Exercise: Wherever the word "bare" shows up in the data, report the line it sits in.

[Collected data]
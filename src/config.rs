//! Site behavior configuration
//!
//! Every field has a default matching the stock site markup, so an empty
//! JSON object (or no file at all) yields a working configuration.

use crate::aura::smoothing::{Smoothing, DEFAULT_SMOOTHING_FACTOR, DEFAULT_TOLERANCE};
use crate::error::{AuraError, AuraResult};
use serde::{Deserialize, Serialize};
use std::path::Path;
use std::time::Duration;

/// Aura tracker settings
#[derive(Debug, Clone, PartialEq, Serialize, Deserialize)]
#[serde(rename_all = "camelCase", default)]
pub struct AuraConfig {
    /// Fraction of remaining distance closed per frame
    pub smoothing_factor: f64,
    /// Settle threshold in summed absolute-axis pixels
    pub tolerance: f64,
    /// Tick period of the native frame driver
    pub frame_interval_ms: u64,
    /// Selector for aura-eligible elements
    pub target_selector: String,
    /// Class present while an element is hovered or touched
    pub hover_class: String,
    /// Style variable receiving the horizontal offset
    pub x_var: String,
    /// Style variable receiving the vertical offset
    pub y_var: String,
}

impl Default for AuraConfig {
    fn default() -> Self {
        Self {
            smoothing_factor: DEFAULT_SMOOTHING_FACTOR,
            tolerance: DEFAULT_TOLERANCE,
            frame_interval_ms: 16,
            target_selector: ".project-card, header nav a, .button-toggle".to_string(),
            hover_class: "is-hovered".to_string(),
            x_var: "--x".to_string(),
            y_var: "--y".to_string(),
        }
    }
}

impl AuraConfig {
    pub fn frame_interval(&self) -> Duration {
        Duration::from_millis(self.frame_interval_ms)
    }
}

/// Language toggle markup hooks
#[derive(Debug, Clone, PartialEq, Serialize, Deserialize)]
#[serde(rename_all = "camelCase", default)]
pub struct LanguageConfig {
    pub toggle_id: String,
    pub block_selector: String,
    pub nav_link_selector: String,
}

impl Default for LanguageConfig {
    fn default() -> Self {
        Self {
            toggle_id: "lang-toggle".to_string(),
            block_selector: ".lang".to_string(),
            nav_link_selector: "nav a".to_string(),
        }
    }
}

/// Mobile navigation markup hooks
#[derive(Debug, Clone, PartialEq, Serialize, Deserialize)]
#[serde(rename_all = "camelCase", default)]
pub struct NavConfig {
    pub toggle_id: String,
    pub header_selector: String,
    pub nav_selector: String,
    pub open_class: String,
}

impl Default for NavConfig {
    fn default() -> Self {
        Self {
            toggle_id: "nav-toggle".to_string(),
            header_selector: "header".to_string(),
            nav_selector: "header nav".to_string(),
            open_class: "nav-open".to_string(),
        }
    }
}

#[derive(Debug, Clone, Default, PartialEq, Serialize, Deserialize)]
#[serde(rename_all = "camelCase", default)]
pub struct SiteConfig {
    pub aura: AuraConfig,
    pub language: LanguageConfig,
    pub nav: NavConfig,
}

impl SiteConfig {
    /// Load and validate a JSON configuration file
    pub fn load(path: &Path) -> AuraResult<Self> {
        let content = std::fs::read_to_string(path)?;
        let config: SiteConfig = serde_json::from_str(&content)?;
        config.validate()?;

        tracing::debug!("Loaded site configuration from {}", path.display());
        Ok(config)
    }

    pub fn validate(&self) -> AuraResult<()> {
        Smoothing::from_config(&self.aura)?;

        if self.aura.frame_interval_ms == 0 {
            return Err(AuraError::InvalidConfig(
                "frameIntervalMs must be at least 1".to_string(),
            ));
        }
        if self.aura.target_selector.trim().is_empty() {
            return Err(AuraError::InvalidConfig(
                "target selector must not be empty".to_string(),
            ));
        }
        for (name, value) in [("xVar", &self.aura.x_var), ("yVar", &self.aura.y_var)] {
            if !value.starts_with("--") {
                return Err(AuraError::InvalidConfig(format!(
                    "{} must be a custom property starting with '--', got '{}'",
                    name, value
                )));
            }
        }
        Ok(())
    }
}

#[cfg(test)]
mod tests {
    use super::*;
    use std::io::Write;

    #[test]
    fn test_default_is_valid() {
        assert!(SiteConfig::default().validate().is_ok());
    }

    #[test]
    fn test_empty_object_uses_defaults() {
        let config: SiteConfig = serde_json::from_str("{}").unwrap();
        assert_eq!(config, SiteConfig::default());
    }

    #[test]
    fn test_load_partial_file() {
        let mut file = tempfile::NamedTempFile::new().unwrap();
        write!(file, r#"{{"aura":{{"smoothingFactor":0.25,"hoverClass":"lit"}}}}"#).unwrap();

        let config = SiteConfig::load(file.path()).unwrap();
        assert_eq!(config.aura.smoothing_factor, 0.25);
        assert_eq!(config.aura.hover_class, "lit");
        assert_eq!(config.aura.tolerance, DEFAULT_TOLERANCE);
        assert_eq!(config.nav, NavConfig::default());
    }

    #[test]
    fn test_load_rejects_bad_factor() {
        let mut file = tempfile::NamedTempFile::new().unwrap();
        write!(file, r#"{{"aura":{{"smoothingFactor":2.0}}}}"#).unwrap();

        assert!(matches!(
            SiteConfig::load(file.path()),
            Err(AuraError::InvalidConfig(_))
        ));
    }

    #[test]
    fn test_load_rejects_zero_frame_interval() {
        let mut file = tempfile::NamedTempFile::new().unwrap();
        write!(file, r#"{{"aura":{{"frameIntervalMs":0}}}}"#).unwrap();

        assert!(matches!(
            SiteConfig::load(file.path()),
            Err(AuraError::InvalidConfig(_))
        ));
    }

    #[test]
    fn test_rejects_plain_style_names() {
        let mut config = SiteConfig::default();
        config.aura.x_var = "x".to_string();
        assert!(config.validate().is_err());
    }
}
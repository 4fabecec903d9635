use serde::{Deserialize, Serialize};

/// Host event kinds a tracker listens to
#[derive(Debug, Clone, Copy, PartialEq, Eq, Serialize, Deserialize)]
#[serde(rename_all = "camelCase")]
pub enum InputKind {
    PointerEnter,
    PointerMove,
    PointerLeave,
    TouchStart,
    TouchMove,
    TouchEnd,
}

/// What a tracker does with an event, independent of the device
#[derive(Debug, Clone, Copy, PartialEq, Eq)]
pub enum InputPhase {
    Enter,
    Move,
    Leave,
}

impl InputKind {
    pub fn phase(self) -> InputPhase {
        match self {
            InputKind::PointerEnter | InputKind::TouchStart => InputPhase::Enter,
            InputKind::PointerMove | InputKind::TouchMove => InputPhase::Move,
            InputKind::PointerLeave | InputKind::TouchEnd => InputPhase::Leave,
        }
    }

    pub fn is_touch(self) -> bool {
        matches!(
            self,
            InputKind::TouchStart | InputKind::TouchMove | InputKind::TouchEnd
        )
    }
}

/// One active touch contact in viewport coordinates
#[derive(Debug, Clone, Copy, PartialEq, Serialize, Deserialize)]
#[serde(rename_all = "camelCase")]
pub struct TouchPoint {
    pub client_x: f64,
    pub client_y: f64,
}

/// A raw pointer-class or touch-class event
#[derive(Debug, Clone, PartialEq, Serialize, Deserialize)]
#[serde(rename_all = "camelCase")]
pub struct InputEvent {
    pub kind: InputKind,
    #[serde(default)]
    pub client_x: Option<f64>,
    #[serde(default)]
    pub client_y: Option<f64>,
    #[serde(default)]
    pub touches: Vec<TouchPoint>,
}

impl InputEvent {
    /// Pointer event carrying its own viewport coordinates
    pub fn pointer(kind: InputKind, x: f64, y: f64) -> Self {
        Self {
            kind,
            client_x: Some(x),
            client_y: Some(y),
            touches: Vec::new(),
        }
    }

    /// Touch event whose contacts are listed primary first
    pub fn touch(kind: InputKind, touches: Vec<TouchPoint>) -> Self {
        Self {
            kind,
            client_x: None,
            client_y: None,
            touches,
        }
    }

    /// Event without any coordinate (leave, touch end)
    pub fn bare(kind: InputKind) -> Self {
        Self {
            kind,
            client_x: None,
            client_y: None,
            touches: Vec::new(),
        }
    }
}
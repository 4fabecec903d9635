//! First-order exponential smoothing for the aura position
//!
//! Each frame closes a fixed fraction of the remaining distance on both axes.
//! This is an IIR low-pass filter whose time constant is set by the frame
//! rate: at 60fps and a factor of 0.16 the aura is ~95% settled after
//! roughly 18 frames.

use crate::config::AuraConfig;
use crate::error::{AuraError, AuraResult};
use crate::geometry::Point;

/// Default fraction of the remaining distance closed per frame
pub const DEFAULT_SMOOTHING_FACTOR: f64 = 0.16;

/// Default settle threshold, in summed absolute-axis pixels
pub const DEFAULT_TOLERANCE: f64 = 0.3;

/// Smoothing parameters shared by every tracker on a page
#[derive(Debug, Clone, Copy, PartialEq)]
pub struct Smoothing {
    pub factor: f64,
    pub tolerance: f64,
}

impl Default for Smoothing {
    fn default() -> Self {
        Self {
            factor: DEFAULT_SMOOTHING_FACTOR,
            tolerance: DEFAULT_TOLERANCE,
        }
    }
}

impl Smoothing {
    /// Create validated smoothing parameters
    ///
    /// The factor must lie in `(0, 1]` and the tolerance must be positive,
    /// otherwise the loop would never converge or never stop.
    pub fn new(factor: f64, tolerance: f64) -> AuraResult<Self> {
        if !factor.is_finite() || factor <= 0.0 || factor > 1.0 {
            return Err(AuraError::InvalidConfig(format!(
                "smoothing factor must be in (0, 1], got {}",
                factor
            )));
        }
        if !tolerance.is_finite() || tolerance <= 0.0 {
            return Err(AuraError::InvalidConfig(format!(
                "tolerance must be positive, got {}",
                tolerance
            )));
        }
        Ok(Self { factor, tolerance })
    }

    pub fn from_config(config: &AuraConfig) -> AuraResult<Self> {
        Self::new(config.smoothing_factor, config.tolerance)
    }

    /// Advance `current` one frame toward `target`
    pub fn step(&self, current: Point, target: Point) -> Point {
        Point::new(
            current.x + (target.x - current.x) * self.factor,
            current.y + (target.y - current.y) * self.factor,
        )
    }

    /// True once the remaining Manhattan distance is within tolerance
    pub fn is_settled(&self, current: Point, target: Point) -> bool {
        current.manhattan_distance(target) <= self.tolerance
    }

    /// Number of frames needed to bring `distance` within tolerance
    ///
    /// Closed form of the step recurrence: the error after `n` frames is
    /// `distance * (1 - factor)^n`.
    pub fn steps_to_converge(&self, distance: f64) -> u32 {
        let distance = distance.abs();
        if distance <= self.tolerance {
            return 0;
        }
        if self.factor >= 1.0 {
            return 1;
        }
        let steps = (self.tolerance / distance).ln() / (1.0 - self.factor).ln();
        steps.ceil() as u32
    }
}
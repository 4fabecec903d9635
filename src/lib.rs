//! Site Aura - presentation behavior for a static portfolio site.
//!
//! Provides the smoothed cursor-aura trackers, the two-locale content toggle
//! and the mobile navigation toggle. The core is host-agnostic; the `web`
//! feature binds it to the browser DOM when built for wasm32.

pub mod aura;
pub mod config;
pub mod error;
pub mod geometry;
pub mod input;
pub mod locale;
pub mod nav;
pub mod replay;
pub mod scheduler;

#[cfg(all(feature = "web", target_arch = "wasm32"))]
pub mod web;

pub use error::{AuraError, AuraResult};

use tracing_subscriber::{layer::SubscriberExt, util::SubscriberInitExt};

/// Initialize tracing/logging for native tools
pub fn init_logging() {
    tracing_subscriber::registry()
        .with(
            tracing_subscriber::EnvFilter::try_from_default_env()
                .unwrap_or_else(|_| "site_aura=info".into()),
        )
        .with(tracing_subscriber::fmt::layer())
        .init();

    tracing::info!("Starting Site Aura v{}", env!("CARGO_PKG_VERSION"));
}
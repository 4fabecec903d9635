//! Browser wiring for the aura runtime
//!
//! Listeners feed a single shared runtime; a requestAnimationFrame pump runs
//! only while some tracker has a frame pending.

use crate::aura::{AuraRuntime, TrackerId, TrackerSettings};
use crate::input::InputKind;
use crate::web::dom::{input_from_event, query_html_elements, DomSurface};
use gloo::events::{EventListener, EventListenerOptions};
use gloo::render::{request_animation_frame, AnimationFrame};
use std::cell::RefCell;
use std::collections::HashMap;
use std::rc::{Rc, Weak};
use web_sys::{Document, Event};

const EVENTS: [(&str, InputKind); 6] = [
    ("mouseenter", InputKind::PointerEnter),
    ("mousemove", InputKind::PointerMove),
    ("mouseleave", InputKind::PointerLeave),
    ("touchstart", InputKind::TouchStart),
    ("touchmove", InputKind::TouchMove),
    ("touchend", InputKind::TouchEnd),
];

pub struct AuraPage {
    runtime: RefCell<AuraRuntime<DomSurface>>,
    listeners: RefCell<HashMap<TrackerId, Vec<EventListener>>>,
    frame: RefCell<Option<AnimationFrame>>,
}

impl AuraPage {
    /// Discover targets and attach one tracker per element
    pub fn install(document: &Document, selector: &str, settings: TrackerSettings) -> Rc<Self> {
        let page = Rc::new(Self {
            runtime: RefCell::new(AuraRuntime::new(settings)),
            listeners: RefCell::new(HashMap::new()),
            frame: RefCell::new(None),
        });

        let surfaces = query_html_elements(document, selector)
            .into_iter()
            .map(DomSurface::new);
        let ids = page.runtime.borrow_mut().register_all(surfaces);

        for id in ids {
            if page.listeners.borrow().contains_key(&id) {
                continue;
            }
            let listeners = page.attach(id);
            page.listeners.borrow_mut().insert(id, listeners);
        }
        page
    }

    fn attach(self: &Rc<Self>, id: TrackerId) -> Vec<EventListener> {
        let Some(element) = self
            .runtime
            .borrow()
            .tracker(id)
            .map(|tracker| tracker.surface().element().clone())
        else {
            return Vec::new();
        };

        EVENTS
            .iter()
            .map(|&(name, kind)| {
                let page: Weak<Self> = Rc::downgrade(self);
                let options = EventListenerOptions {
                    passive: kind.is_touch(),
                    ..EventListenerOptions::default()
                };
                EventListener::new_with_options(&element, name, options, move |event: &Event| {
                    if let Some(page) = page.upgrade() {
                        page.dispatch(id, kind, event);
                    }
                })
            })
            .collect()
    }

    fn dispatch(self: &Rc<Self>, id: TrackerId, kind: InputKind, event: &Event) {
        let input = input_from_event(kind, event);
        self.runtime.borrow_mut().dispatch(id, &input);
        self.ensure_frame();
    }

    fn ensure_frame(self: &Rc<Self>) {
        if self.frame.borrow().is_some() || !self.runtime.borrow().has_pending_frames() {
            return;
        }
        let page = Rc::clone(self);
        let handle = request_animation_frame(move |_| page.run_frame());
        *self.frame.borrow_mut() = Some(handle);
    }

    /// Body of one animation frame: tick, then re-arm only if work remains
    fn run_frame(self: &Rc<Self>) {
        self.frame.borrow_mut().take();
        self.runtime.borrow_mut().tick();
        self.ensure_frame();
    }

    fn frame_requested(&self) -> bool {
        self.frame.borrow().is_some()
    }

    /// Detach listeners and dispose of every tracker
    pub fn dispose(&self) {
        let ids: Vec<TrackerId> = self.listeners.borrow_mut().drain().map(|(id, _)| id).collect();
        let mut runtime = self.runtime.borrow_mut();
        for id in ids {
            runtime.unregister(id);
        }
        self.frame.borrow_mut().take();
    }

    pub fn tracker_count(&self) -> usize {
        self.runtime.borrow().len()
    }
}

#[cfg(test)]
mod tests {
    use super::*;
    use crate::geometry::Point;
    use wasm_bindgen::JsCast;
    use wasm_bindgen_test::*;
    use web_sys::{HtmlElement, MouseEvent, MouseEventInit};

    wasm_bindgen_test_configure!(run_in_browser);

    fn mount_target(class: &str) -> HtmlElement {
        let document = web_sys::window().unwrap().document().unwrap();
        let element = document
            .create_element("div")
            .unwrap()
            .dyn_into::<HtmlElement>()
            .unwrap();
        element.set_class_name(class);
        element
            .set_attribute(
                "style",
                "position: fixed; left: 0; top: 0; width: 200px; height: 200px;",
            )
            .unwrap();
        document.body().unwrap().append_child(&element).unwrap();
        element
    }

    fn mouse(name: &str, x: i32, y: i32) -> MouseEvent {
        let init = MouseEventInit::new();
        init.set_client_x(x);
        init.set_client_y(y);
        MouseEvent::new_with_mouse_event_init_dict(name, &init).unwrap()
    }

    #[wasm_bindgen_test]
    fn test_frame_pump_stops_once_settled() {
        let element = mount_target("aura-pump");
        let document = web_sys::window().unwrap().document().unwrap();
        let page = AuraPage::install(&document, ".aura-pump", TrackerSettings::default());
        assert_eq!(page.tracker_count(), 1);
        assert!(!page.frame_requested());

        element.dispatch_event(&mouse("mouseenter", 100, 0)).unwrap();
        assert!(element.class_list().contains("is-hovered"));
        assert!(page.frame_requested());

        let mut frames = 0;
        while page.frame_requested() && frames < 100 {
            page.run_frame();
            frames += 1;
        }

        assert_eq!(frames, 34);
        assert!(!page.frame_requested());
        assert!(!page.runtime.borrow().has_pending_frames());
        let runtime = page.runtime.borrow();
        let tracker = runtime.trackers().next().unwrap();
        assert!(tracker.current().manhattan_distance(Point::new(100.0, 0.0)) <= 0.3);
        drop(runtime);

        page.dispose();
        assert_eq!(page.tracker_count(), 0);
        assert!(!element.class_list().contains("is-hovered"));
        element.remove();
    }

    #[wasm_bindgen_test]
    fn test_dispose_cancels_pending_frame() {
        let element = mount_target("aura-dispose");
        let document = web_sys::window().unwrap().document().unwrap();
        let page = AuraPage::install(&document, ".aura-dispose", TrackerSettings::default());

        element.dispatch_event(&mouse("mousemove", 150, 20)).unwrap();
        assert!(page.frame_requested());

        page.dispose();
        assert!(!page.frame_requested());
        // Listeners are gone, so new input schedules nothing.
        element.dispatch_event(&mouse("mousemove", 10, 10)).unwrap();
        assert!(!page.frame_requested());
        element.remove();
    }
}
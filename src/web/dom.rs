//! DOM element surface and event conversion

use crate::aura::AuraSurface;
use crate::geometry::Rect;
use crate::input::{InputEvent, InputKind, TouchPoint};
use wasm_bindgen::JsCast;
use web_sys::{Event, HtmlElement, MouseEvent, TouchEvent};

/// An aura target backed by a DOM element
#[derive(Debug, Clone)]
pub struct DomSurface {
    element: HtmlElement,
}

impl DomSurface {
    pub fn new(element: HtmlElement) -> Self {
        Self { element }
    }

    pub fn element(&self) -> &HtmlElement {
        &self.element
    }
}

impl AuraSurface for DomSurface {
    fn bounding_rect(&self) -> Option<Rect> {
        // A detached element reports a zero rect, which is still usable.
        let rect = self.element.get_bounding_client_rect();
        Some(Rect::new(rect.left(), rect.top(), rect.width(), rect.height()))
    }

    fn set_style_var(&mut self, name: &str, value: &str) {
        if let Err(e) = self.element.style().set_property(name, value) {
            tracing::debug!("Failed to set {}: {:?}", name, e);
        }
    }

    fn set_class(&mut self, class: &str, enabled: bool) {
        let _ = self.element.class_list().toggle_with_force(class, enabled);
    }

    fn same_element(&self, other: &Self) -> bool {
        self.element.is_same_node(Some(other.element.as_ref()))
    }
}

/// Convert a DOM mouse or touch event into an [`InputEvent`]
pub fn input_from_event(kind: InputKind, event: &Event) -> InputEvent {
    if let Some(event) = event.dyn_ref::<TouchEvent>() {
        let list = event.touches();
        let touches = (0..list.length())
            .filter_map(|index| list.item(index))
            .map(|touch| TouchPoint {
                client_x: touch.client_x() as f64,
                client_y: touch.client_y() as f64,
            })
            .collect();
        return InputEvent::touch(kind, touches);
    }

    if let Some(event) = event.dyn_ref::<MouseEvent>() {
        return InputEvent::pointer(kind, event.client_x() as f64, event.client_y() as f64);
    }

    InputEvent::bare(kind)
}

/// Collect the `HtmlElement`s matching a selector, skipping anything else
pub fn query_html_elements(document: &web_sys::Document, selector: &str) -> Vec<HtmlElement> {
    let Ok(list) = document.query_selector_all(selector) else {
        tracing::warn!("Invalid selector '{}'", selector);
        return Vec::new();
    };

    (0..list.length())
        .filter_map(|index| list.item(index))
        .filter_map(|node| node.dyn_into::<HtmlElement>().ok())
        .collect()
}

#[cfg(test)]
mod tests {
    use super::*;
    use wasm_bindgen_test::*;
    use web_sys::MouseEventInit;

    wasm_bindgen_test_configure!(run_in_browser);

    #[wasm_bindgen_test]
    fn test_mouse_event_carries_client_position() {
        let init = MouseEventInit::new();
        init.set_client_x(120);
        init.set_client_y(45);
        let event = MouseEvent::new_with_mouse_event_init_dict("mousemove", &init).unwrap();

        let input = input_from_event(InputKind::PointerMove, &event);
        assert_eq!(input.kind, InputKind::PointerMove);
        assert_eq!(input.client_x, Some(120.0));
        assert_eq!(input.client_y, Some(45.0));
        assert!(input.touches.is_empty());
    }

    #[wasm_bindgen_test]
    fn test_touch_event_without_touches() {
        // Desktop browsers without touch support have no TouchEvent constructor.
        let Ok(event) = TouchEvent::new("touchend") else {
            return;
        };

        let input = input_from_event(InputKind::TouchEnd, &event);
        assert_eq!(input.kind, InputKind::TouchEnd);
        assert!(input.touches.is_empty());
        assert_eq!(input.client_x, None);
        assert!(crate::input::normalize(&input).is_none());
    }

    #[wasm_bindgen_test]
    fn test_plain_event_has_no_position() {
        let event = Event::new("mouseleave").unwrap();
        let input = input_from_event(InputKind::PointerLeave, &event);
        assert_eq!(input, InputEvent::bare(InputKind::PointerLeave));
    }

    #[wasm_bindgen_test]
    fn test_surface_publishes_style_and_class() {
        let document = web_sys::window().unwrap().document().unwrap();
        let element = document
            .create_element("div")
            .unwrap()
            .dyn_into::<HtmlElement>()
            .unwrap();
        let mut surface = DomSurface::new(element.clone());

        surface.set_style_var("--x", "12px");
        surface.set_class("is-hovered", true);
        assert_eq!(element.style().get_property_value("--x").unwrap(), "12px");
        assert!(element.class_list().contains("is-hovered"));

        surface.set_class("is-hovered", false);
        assert!(!element.class_list().contains("is-hovered"));
        assert!(surface.same_element(&DomSurface::new(element)));
    }
}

Exercise output:
    pub fn bare(kind: InputKind) -> Self {
    InputEvent::bare(kind)
        assert_eq!(input, InputEvent::bare(InputKind::PointerLeave));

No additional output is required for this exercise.